The string.elems() and bytes.elems() methods give you an iterable of the elements -- individual length-1 strings for strings, and octet integers for bytes. In both cases this matches what you'd get from directly iterating over the object in Python (which we don't support). The ord() top-level function takes in a length-1 string or bytes value and returns its ordinal. The chr() top-level function does the inverse operation for strings, taking an integer (in range 2^k) to a 1-element string. Note that all of this is independent of unicode encodings.

For strings we also provide a string.codepoints() method and two toplevel functions, codepoint_ord() and codepoint_chr().

string.codepoints() returns an iterable of successive substrings, each one constituting a single utf-k-encoded code point.
codepoint_ord() takes in a string and returns the code point of the first utf-k-encoded character. (Unlike ord(), it tolerate excess data after the first item.)
codepoint_chr() takes in a code point and returns the (possibly multi-element) utf-k-encoded string representing it.

All three methods could take in a strict parameter to control their tolerance of accepting and yielding surrogates. They never accept or produce values out of the unicode range (U+0000 to U+10FFFF).
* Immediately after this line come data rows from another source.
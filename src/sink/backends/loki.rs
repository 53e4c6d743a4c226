use crate::config::types::SinkEndpoint;
use crate::sink::http::{base_url, build_client, send_request};
use crate::sink::traits::{Sink, SinkError};
use crate::source::entry::LogEntry;
use async_trait::async_trait;
use chrono::{DateTime, Local, NaiveDateTime, TimeZone, Utc};
use regex::Regex;
use serde_json::{json, Map, Value};
use std::sync::Arc;

const LEVEL_PATTERN: &str = r"(?i)\b(TRACE|DEBUG|INFO|INFORMATION|WARN|WARNING|ERROR|ERR|FATAL|CRITICAL|CRIT|NOTICE|ALERT|EMERG)\b";

const TIMESTAMP_PATTERNS: &[&str] = &[
    // 2025-10-17T02:26:16+0200, 2025-10-17 02:26:16.123Z
    r"^\d{4}-\d{2}-\d{2}[T ]\d{2}:\d{2}:\d{2}(?:[.,]\d{3,9})?(?:Z|[+-]\d{2}:?\d{2})?",
    // [2025-10-17 02:26:16]
    r"^\[\d{4}-\d{2}-\d{2}[T ]\d{2}:\d{2}:\d{2}(?:[.,]\d{3,9})?\]",
];

const NAIVE_FORMATS: &[&str] = &[
    "%Y-%m-%d %H:%M:%S",
    "%Y-%m-%d %H:%M:%S%.f",
    "%Y-%m-%dT%H:%M:%S",
    "%Y-%m-%dT%H:%M:%S%.f",
];

const ZONED_FORMATS: &[&str] = &["%Y-%m-%dT%H:%M:%S%z", "%Y-%m-%dT%H:%M:%S%.f%z", "%Y-%m-%d %H:%M:%S%z"];

/// Grafana Loki push API.
pub struct LokiSink {
    push_url: String,
    client: reqwest::Client,
    level_pattern: Regex,
    timestamp_patterns: Vec<Regex>,
}

pub fn build(endpoint: &SinkEndpoint) -> Result<Arc<dyn Sink>, SinkError> {
    Ok(Arc::new(LokiSink::new(endpoint)?))
}

impl LokiSink {
    pub fn new(endpoint: &SinkEndpoint) -> Result<Self, SinkError> {
        let build_error = |e: regex::Error| SinkError::Build {
            backend: "loki".to_string(),
            reason: e.to_string(),
        };

        let timestamp_patterns = TIMESTAMP_PATTERNS
            .iter()
            .map(|p| Regex::new(p))
            .collect::<Result<Vec<_>, _>>()
            .map_err(build_error)?;

        Ok(Self {
            push_url: format!("{}/loki/api/v1/push", base_url(&endpoint.url)),
            client: build_client(&endpoint.options)?,
            level_pattern: Regex::new(LEVEL_PATTERN).map_err(build_error)?,
            timestamp_patterns,
        })
    }

    /// Split a raw line into (cleaned text, normalized level, timestamp in ns).
    ///
    /// The level keyword is removed from the text since it becomes a label.
    /// Lines without a parseable leading timestamp get the current time.
    pub fn parse_line(&self, line: &str) -> (String, Option<String>, i64) {
        let timestamp_ns = self
            .timestamp_patterns
            .iter()
            .find_map(|p| p.find(line))
            .and_then(|m| parse_timestamp(m.as_str().trim_matches(|c| c == '[' || c == ']')))
            .unwrap_or_else(Utc::now)
            .timestamp_nanos_opt()
            .unwrap_or_default();

        let mut text = line.to_string();
        let mut level = None;
        if let Some(captures) = self.level_pattern.captures(line) {
            level = Some(normalize_level(&captures[1]));
            text = self.level_pattern.replace(line, "").into_owned();
        }

        let cleaned = text.split_whitespace().collect::<Vec<_>>().join(" ");
        (cleaned, level, timestamp_ns)
    }

    pub fn payload(&self, entry: &LogEntry) -> Value {
        let (cleaned, level, timestamp_ns) = self.parse_line(&entry.line);

        let mut stream = Map::new();
        stream.insert("job".to_string(), json!("logrelay"));
        stream.insert("name".to_string(), json!(entry.source_name));
        stream.insert("subname".to_string(), json!(entry.source_subname));
        stream.insert("filepath".to_string(), json!(entry.source_path));
        if let Some(level) = level {
            stream.insert("level".to_string(), json!(level));
        }
        for (key, value) in &entry.labels {
            stream.insert(key.clone(), json!(value));
        }

        json!({
            "streams": [{
                "stream": stream,
                "values": [[timestamp_ns.to_string(), cleaned]],
            }]
        })
    }
}

#[async_trait]
impl Sink for LokiSink {
    fn name(&self) -> &str {
        "loki"
    }

    async fn send(&self, entry: &LogEntry) -> bool {
        let request = self.client.post(&self.push_url).json(&self.payload(entry));
        send_request("loki", request, &[204]).await
    }
}

fn normalize_level(raw: &str) -> String {
    match raw.to_uppercase().as_str() {
        "INFORMATION" => "INFO".to_string(),
        "WARNING" => "WARN".to_string(),
        "ERR" => "ERROR".to_string(),
        "FATAL" | "CRIT" => "CRITICAL".to_string(),
        other => other.to_string(),
    }
}

fn parse_timestamp(raw: &str) -> Option<DateTime<Utc>> {
    let raw = raw.replace(',', ".");

    if let Ok(dt) = DateTime::parse_from_rfc3339(&raw) {
        return Some(dt.with_timezone(&Utc));
    }
    for format in ZONED_FORMATS {
        if let Ok(dt) = DateTime::parse_from_str(&raw, format) {
            return Some(dt.with_timezone(&Utc));
        }
    }
    for format in NAIVE_FORMATS {
        if let Ok(naive) = NaiveDateTime::parse_from_str(&raw, format) {
            return Local
                .from_local_datetime(&naive)
                .single()
                .map(|dt| dt.with_timezone(&Utc));
        }
    }
    None
}

#[cfg(test)]
mod tests {
    use super::*;

    fn sink() -> LokiSink {
        LokiSink::new(&SinkEndpoint::new("loki", "http://localhost:3100/")).unwrap()
    }

    #[test]
    fn test_push_url() {
        assert_eq!(sink().push_url, "http://localhost:3100/loki/api/v1/push");
    }

    #[test]
    fn test_level_extracted_and_removed() {
        let (cleaned, level, _) = sink().parse_line("worker   ERROR   disk full");
        assert_eq!(level.as_deref(), Some("ERROR"));
        assert_eq!(cleaned, "worker disk full");

        let (_, level, _) = sink().parse_line("[warning] low memory");
        assert_eq!(level.as_deref(), Some("WARN"));

        let (_, level, _) = sink().parse_line("fatal: crashed");
        assert_eq!(level.as_deref(), Some("CRITICAL"));

        let (cleaned, level, _) = sink().parse_line("plain text");
        assert_eq!(level, None);
        assert_eq!(cleaned, "plain text");
    }

    #[test]
    fn test_leading_timestamp_is_used() {
        let (_, _, ts) = sink().parse_line("2025-10-17T02:26:16Z INFO started");
        let expected = DateTime::parse_from_rfc3339("2025-10-17T02:26:16Z").unwrap();
        assert_eq!(ts, expected.timestamp_nanos_opt().unwrap());

        let (_, _, ts) = sink().parse_line("2025-10-17T02:26:16+0200 started");
        let expected = DateTime::parse_from_rfc3339("2025-10-17T00:26:16Z").unwrap();
        assert_eq!(ts, expected.timestamp_nanos_opt().unwrap());
    }

    #[test]
    fn test_missing_timestamp_uses_now() {
        let before = Utc::now().timestamp_nanos_opt().unwrap();
        let (_, _, ts) = sink().parse_line("no time here");
        assert!(ts >= before);
    }

    #[test]
    fn test_payload_labels() {
        let mut entry = LogEntry::new("ERROR boom", "app", "MAIN", "/var/log/app.log");
        entry.labels.insert("env".to_string(), "prod".to_string());

        let payload = sink().payload(&entry);
        let stream = &payload["streams"][0]["stream"];
        assert_eq!(stream["job"], "logrelay");
        assert_eq!(stream["name"], "app");
        assert_eq!(stream["subname"], "MAIN");
        assert_eq!(stream["level"], "ERROR");
        assert_eq!(stream["env"], "prod");
        assert_eq!(payload["streams"][0]["values"][0][1], "boom");
    }
}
This gives us a complete elements-oriented API for dealing with strings and bytes, as well as a separate unicode-oriented API for strings. Note that whereas the format of a bytes object can be customized by the encoding parameter of encode()/decode(), the API always assumes utf-k for strings.

We do need to give some thought to how to effectively handle strict failure, given that Starlark does not have exceptions. It seems undesirable to add look-before-you-leap variants of these methods, or even a keyword param that changes it from a results-producing-call to a safety check. Maybe we can have "strict" mean "returns None on failure".